Karagoz

Karagöz and Hacivat is a Turkish shadow play. It hosts amazing puppets named after the comical main characters that were two broken-down construction workers. A Turkish traveler by the name of Evliya Çelebi says that the play was first performed at the Ottoman palaces, in the late 14th century. Others argue that this play originated in Anatolia, after Yavuz Sultan Selim, the conqueror of Egypt in 1517, had brought the shadow play to his court.

As the story goes, Hacivat and Karagöz were working as construction workers building a mosque in the city of Bursa, Turkey. They were known as jokesters’ and loved commenting on societal issues. Although their satirical jokes entertained the workers, it also slowed the building progress of the mosque, because the men were always sitting around and listening to the two jokesters storytelling. Because their jokes were often sarcastic remnants of societal issues, the sultan became annoyed. As a result the sultan became very angry and anxious believing Karagoz and Hacivat could encourage rebellion in the others. To quickly alleviate the possibility of an up rise, the Sultan had the two jokesters executed.
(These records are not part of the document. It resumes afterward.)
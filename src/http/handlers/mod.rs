pub mod cafes;
pub mod ratings;

pub use cafes::{
    create_cafe_handler, delete_cafe_handler, get_cafe_handler, list_cafes_handler,
    update_cafe_handler,
};

pub use ratings::{
    delete_rating_handler, get_cafe_ratings_handler, get_my_cafe_rating_handler,
    get_my_ratings_handler, submit_rating_handler, toggle_helpful_handler,
};
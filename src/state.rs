use std::sync::Arc;

use crate::{
    db::{CafeStore, RatingStore},
    services::{Aggregator, CafeLocks, CafeService, RatingService},
};

#[derive(Clone)]
pub struct AppState {
    pub ratings: Arc<RatingService>,
    pub cafes: Arc<CafeService>,
    pub jwt_secret: Arc<str>,
}

impl AppState {
    /// Wires both services over one backing store, with the aggregator as the rating hook.
    pub fn new<S>(store: S, jwt_secret: &str) -> Self
    where
        S: RatingStore + CafeStore + 'static,
    {
        let store = Arc::new(store);
        Self::with_stores(store.clone(), store, jwt_secret)
    }

    pub fn with_stores(
        ratings: Arc<dyn RatingStore>,
        cafes: Arc<dyn CafeStore>,
        jwt_secret: &str,
    ) -> Self {
        let locks = CafeLocks::new();
        let aggregator = Arc::new(Aggregator::new(ratings.clone(), cafes.clone()));

        Self {
            ratings: Arc::new(RatingService::new(
                ratings,
                cafes.clone(),
                aggregator,
                locks.clone(),
            )),
            cafes: Arc::new(CafeService::new(cafes, locks)),
            jwt_secret: Arc::from(jwt_secret),
        }
    }
}
use axum::{
    Json,
    extract::{Path, Query, State},
    http::StatusCode,
};
use serde::{Deserialize, Serialize};
use uuid::Uuid;

use crate::{
    auth::AuthClaims,
    errors::AppError,
    models::{Aspects, HelpfulToggle, PageQuery, PageRequest, PaginationMeta, Rating, RatingSort},
    services::CafeRatingsPage,
    state::AppState,
};

#[derive(Deserialize)]
pub struct SubmitRatingPayload {
    pub cafe: Option<Uuid>,
    pub rating: Option<i16>,
    pub review: Option<String>,
    pub aspects: Option<Aspects>,
}

#[derive(Serialize)]
pub struct RatingResponse {
    pub message: String,
    pub rating: Rating,
}

#[derive(Serialize)]
pub struct UserRatingsResponse {
    pub ratings: Vec<Rating>,
    pub pagination: PaginationMeta,
}

#[derive(Serialize)]
pub struct MessageResponse {
    pub message: String,
}

#[derive(Serialize)]
pub struct HelpfulResponse {
    pub message: String,
    #[serde(flatten)]
    pub toggle: HelpfulToggle,
}

fn required<T>(value: Option<T>, field: &str) -> Result<T, (StatusCode, String)> {
    value.ok_or_else(|| AppError::Validation(format!("{} is required", field)).to_response())
}

pub async fn submit_rating_handler(
    State(state): State<AppState>,
    claims: AuthClaims,
    Json(payload): Json<SubmitRatingPayload>,
) -> Result<(StatusCode, Json<RatingResponse>), (StatusCode, String)> {
    let user_id = claims.user_id()?;
    let cafe_id = required(payload.cafe, "Cafe")?;
    let stars = required(payload.rating, "Rating")?;
    let review = required(payload.review, "Review")?;

    let outcome = state
        .ratings
        .submit(user_id, cafe_id, stars, review, payload.aspects)
        .await
        .map_err(|err| {
            tracing::error!("Error submitting rating: {}", err);
            err.to_response()
        })?;

    let (status, message) = if outcome.created {
        (StatusCode::CREATED, "Rating added successfully")
    } else {
        (StatusCode::OK, "Rating updated successfully")
    };

    Ok((
        status,
        Json(RatingResponse {
            message: message.into(),
            rating: outcome.rating,
        }),
    ))
}

pub async fn get_cafe_ratings_handler(
    Path(cafe_id): Path<Uuid>,
    Query(query): Query<PageQuery>,
    State(state): State<AppState>,
) -> Result<Json<CafeRatingsPage>, (StatusCode, String)> {
    let page = PageRequest::new(query.page, query.limit);
    let sort = RatingSort::parse(query.sort_by.as_deref());

    let ratings = state
        .ratings
        .list_for_cafe(cafe_id, page, sort)
        .await
        .map_err(|e| {
            tracing::error!("Error retrieving ratings for cafe {}: {}", cafe_id, e);
            e.to_response()
        })?;

    tracing::info!(
        "Retrieved {} ratings for cafe {} (page {})",
        ratings.ratings.len(),
        cafe_id,
        page.page
    );
    Ok(Json(ratings))
}

pub async fn get_my_cafe_rating_handler(
    Path(cafe_id): Path<Uuid>,
    State(state): State<AppState>,
    claims: AuthClaims,
) -> Result<Json<Rating>, (StatusCode, String)> {
    let user_id = claims.user_id()?;

    let rating = state
        .ratings
        .get_for_user_cafe(user_id, cafe_id)
        .await
        .map_err(|e| {
            tracing::error!("Error retrieving user rating: {}", e);
            e.to_response()
        })?;

    Ok(Json(rating))
}

pub async fn get_my_ratings_handler(
    Query(query): Query<PageQuery>,
    State(state): State<AppState>,
    claims: AuthClaims,
) -> Result<Json<UserRatingsResponse>, (StatusCode, String)> {
    let user_id = claims.user_id()?;
    let page = PageRequest::new(query.page, query.limit);

    let ratings = state
        .ratings
        .list_for_user(user_id, page)
        .await
        .map_err(|e| {
            tracing::error!("Error retrieving ratings for user {}: {}", user_id, e);
            e.to_response()
        })?;

    Ok(Json(UserRatingsResponse {
        ratings: ratings.items,
        pagination: ratings.pagination,
    }))
}

pub async fn delete_rating_handler(
    Path(rating_id): Path<Uuid>,
    State(state): State<AppState>,
    claims: AuthClaims,
) -> Result<Json<MessageResponse>, (StatusCode, String)> {
    let user_id = claims.user_id()?;

    state
        .ratings
        .remove(rating_id, user_id)
        .await
        .map_err(|e| {
            tracing::error!("Error deleting rating {}: {}", rating_id, e);
            e.to_response()
        })?;

    Ok(Json(MessageResponse {
        message: "Rating deleted successfully".into(),
    }))
}

pub async fn toggle_helpful_handler(
    Path(rating_id): Path<Uuid>,
    State(state): State<AppState>,
    claims: AuthClaims,
) -> Result<Json<HelpfulResponse>, (StatusCode, String)> {
    let user_id = claims.user_id()?;

    let toggle = state
        .ratings
        .toggle_helpful(rating_id, user_id)
        .await
        .map_err(|e| {
            tracing::error!("Error toggling helpful on rating {}: {}", rating_id, e);
            e.to_response()
        })?;

    let message = if toggle.is_helpful {
        "Marked as helpful"
    } else {
        "Helpful mark removed"
    };

    Ok(Json(HelpfulResponse {
        message: message.into(),
        toggle,
    }))
}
The construction of the mosque was completed without them, but their comrades never forgot the two men. The memory of their jokes motivated the men and helped them complete their hard job of building a mosque in the hot summer sun.

The two men were never forgotten and their stories were repeated time and time again. Opening the way for the well-known shadow puppet theatre we know today.

Our students will have an amazing opportunity recreating these fascinating performances. They will be involved in designing the surroundings and villages and various new and old characters. The will learn how to use their voices, sounds, lights etc. to introduce a modern approach on an old cultural pastime.